Characterization of the folding energy landscapes of computer generated proteins suggests high folding free energy barriers and cooperativity may be consequences of natural selection

TitleCharacterization of the folding energy landscapes of computer generated proteins suggests high folding free energy barriers and cooperativity may be consequences of natural selection
Publication TypeJournal Article
Year of Publication2004
AuthorsScalley-Kim, M., & Baker D.
JournalJournal of molecular biology
Volume338
Issue3
Pagination573-83
Date Published2004 Apr 30
ISSN0022-2836
KeywordsComputational Biology, Kinetics, Molecular Sequence Data, Primary Publication, Protein Denaturation, Protein Engineering, Protein Folding, Protein Structure, Tertiary, Proteins, Selection, Genetic
Abstract

To determine the extent to which protein folding rates and free energy landscapes have been shaped by natural selection, we have examined the folding kinetics of five proteins generated using computational design methods and, hence, never exposed to natural selection. Four of these proteins are complete computer-generated redesigns of naturally occurring structures and the fifth protein, called Top7, has a computer-generated fold not yet observed in nature. We find that three of the four redesigned proteins fold much faster than their naturally occurring counterparts. While natural selection thus does not appear to operate on protein folding rates, the majority of the designed proteins unfold considerably faster than their naturally occurring counterparts, suggesting possible selection for a high free energy barrier to unfolding.

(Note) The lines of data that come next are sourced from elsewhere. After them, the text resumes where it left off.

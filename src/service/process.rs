use crate::error::{validate_pid, validate_pid_for_check, Error, Result};
use async_trait::async_trait;
use nix::sys::signal::{self, killpg, Signal};
use std::borrow::Cow;
use std::fs::OpenOptions;
use std::path::PathBuf;
use std::process::Stdio;
use std::time::Duration;
use tokio::io::AsyncBufReadExt;
use tokio::process::Command;

/// How long the detach wrapper may take to report the service's pid.
const PID_READ_TIMEOUT: Duration = Duration::from_secs(3);

/// Everything needed to launch one service process.
#[derive(Debug, Clone, PartialEq, Eq)]
pub struct LaunchSpec {
    pub service: String,
    /// Shell command, run by bash in `working_directory`.
    pub command: String,
    pub working_directory: PathBuf,
    /// Receives stdout and stderr, appended.
    pub log_path: PathBuf,
}

/// The OS boundary of the lifecycle manager.
#[async_trait]
pub trait ProcessControl: Send + Sync {
    /// Launch `spec` detached from this process and return its pid.
    /// Returns as soon as the pid is known; readiness is not awaited.
    async fn spawn_detached(&self, spec: &LaunchSpec) -> Result<u32>;

    /// Non-destructive existence check.
    async fn is_alive(&self, pid: u32) -> bool;

    /// Ask the process to exit. Does not wait for it.
    async fn terminate(&self, pid: u32, service: &str) -> Result<()>;
}

/// [`ProcessControl`] backed by bash, `nohup` and POSIX signals.
#[derive(Debug, Clone, Copy, Default)]
pub struct SystemProcessControl;

impl SystemProcessControl {
    /// The wrapper script. The inner bash prints its own pid, moves its
    /// output to the log and then runs the service command, so the pid we
    /// read is the long-running process and not the wrapper.
    fn wrapper_script(spec: &LaunchSpec) -> String {
        let log = shell_escape::escape(spec.log_path.to_string_lossy());
        let inner = format!("echo $$; exec 1>> {} 2>&1; {}", log, spec.command);
        format!("nohup bash -c {} &", shell_escape::escape(Cow::from(inner)))
    }

    fn process_group(pid: nix::unistd::Pid) -> Option<nix::unistd::Pid> {
        match nix::unistd::getpgid(Some(pid)) {
            Ok(pgid) if pgid.as_raw() > 1 => Some(pgid),
            Ok(_) => None,
            Err(e) => {
                tracing::debug!("getpgid({}) failed: {}", pid, e);
                None
            }
        }
    }
}

#[async_trait]
impl ProcessControl for SystemProcessControl {
    async fn spawn_detached(&self, spec: &LaunchSpec) -> Result<u32> {
        let start_failed = |reason: String| Error::ServiceStartFailed(spec.service.clone(), reason);

        if let Some(parent) = spec.log_path.parent() {
            std::fs::create_dir_all(parent)?;
        }
        // Touch the log so it exists even if the command never writes.
        OpenOptions::new()
            .create(true)
            .append(true)
            .open(&spec.log_path)
            .map_err(|e| {
                start_failed(format!(
                    "cannot open log file {}: {}",
                    spec.log_path.display(),
                    e
                ))
            })?;

        // The command comes from trusted configuration and is handed to bash
        // unescaped; only the assembled script is quoted for the outer shell.
        let script = Self::wrapper_script(spec);
        tracing::debug!(
            "Spawning '{}' in {:?}: {}",
            spec.service,
            spec.working_directory,
            spec.command
        );

        let mut child = Command::new("/bin/bash")
            .arg("-c")
            .arg(&script)
            .current_dir(&spec.working_directory)
            .stdin(Stdio::null())
            .stdout(Stdio::piped())
            .stderr(Stdio::null())
            .kill_on_drop(false)
            .process_group(0)
            .spawn()
            .map_err(|e| {
                tracing::error!(
                    "Failed to spawn '{}' (work_dir: {:?}): {}",
                    spec.service,
                    spec.working_directory,
                    e
                );
                start_failed(e.to_string())
            })?;

        let stdout = child
            .stdout
            .take()
            .ok_or_else(|| start_failed("wrapper stdout was not captured".to_string()))?;
        let mut reader = tokio::io::BufReader::new(stdout);
        let mut line = String::new();
        let read = tokio::time::timeout(PID_READ_TIMEOUT, reader.read_line(&mut line)).await;

        // Reap the wrapper; the service itself has been handed to init.
        let _ = child.wait().await;

        match read {
            Ok(Ok(_)) => {}
            Ok(Err(e)) => return Err(start_failed(format!("cannot read pid: {}", e))),
            Err(_) => {
                return Err(start_failed(format!(
                    "no pid reported within {:?}",
                    PID_READ_TIMEOUT
                )))
            }
        }

        let pid = line
            .trim()
            .parse::<u32>()
            .map_err(|_| start_failed(format!("unexpected pid output '{}'", line.trim())))?;
        validate_pid(pid, &spec.service)?;
        tracing::debug!("Captured pid {} for '{}'", pid, spec.service);
        Ok(pid)
    }

    async fn is_alive(&self, pid: u32) -> bool {
        let Some(nix_pid) = validate_pid_for_check(pid) else {
            return false;
        };
        if signal::kill(nix_pid, None).is_err() {
            return false;
        }

        // An unreaped zombie still answers signal 0.
        #[cfg(target_os = "linux")]
        if let Ok(status) = tokio::fs::read_to_string(format!("/proc/{}/status", pid)).await {
            if let Some(state) = status
                .lines()
                .find(|l| l.starts_with("State:"))
                .and_then(|l| l["State:".len()..].chars().find(|c| c.is_alphabetic()))
            {
                return !matches!(state, 'Z' | 'T' | 'X' | 'x');
            }
        }

        true
    }

    async fn terminate(&self, pid: u32, service: &str) -> Result<()> {
        let nix_pid = validate_pid(pid, service)?;

        // Never signal our own group.
        let own_group = nix::unistd::getpgrp();
        let sent = match Self::process_group(nix_pid).filter(|g| *g != own_group) {
            Some(pgid) => killpg(pgid, Signal::SIGTERM).or_else(|e| {
                tracing::debug!(
                    "killpg({}) failed for '{}': {}, signalling pid {}",
                    pgid,
                    service,
                    e,
                    pid
                );
                signal::kill(nix_pid, Signal::SIGTERM)
            }),
            None => signal::kill(nix_pid, Signal::SIGTERM),
        };

        sent.map_err(|e| Error::SignalFailed {
            service: service.to_string(),
            pid,
            reason: e.to_string(),
        })
    }
}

In contrast to almost all naturally occurring proteins of less than 100 residues but consistent with simple computational models, the folding energy landscape for Top7 appears to be quite complex, suggesting the smooth energy landscapes and highly cooperative folding transitions observed for small naturally occurring proteins may also reflect the workings of natural selection.

Alternate JournalJ. Mol. Biol.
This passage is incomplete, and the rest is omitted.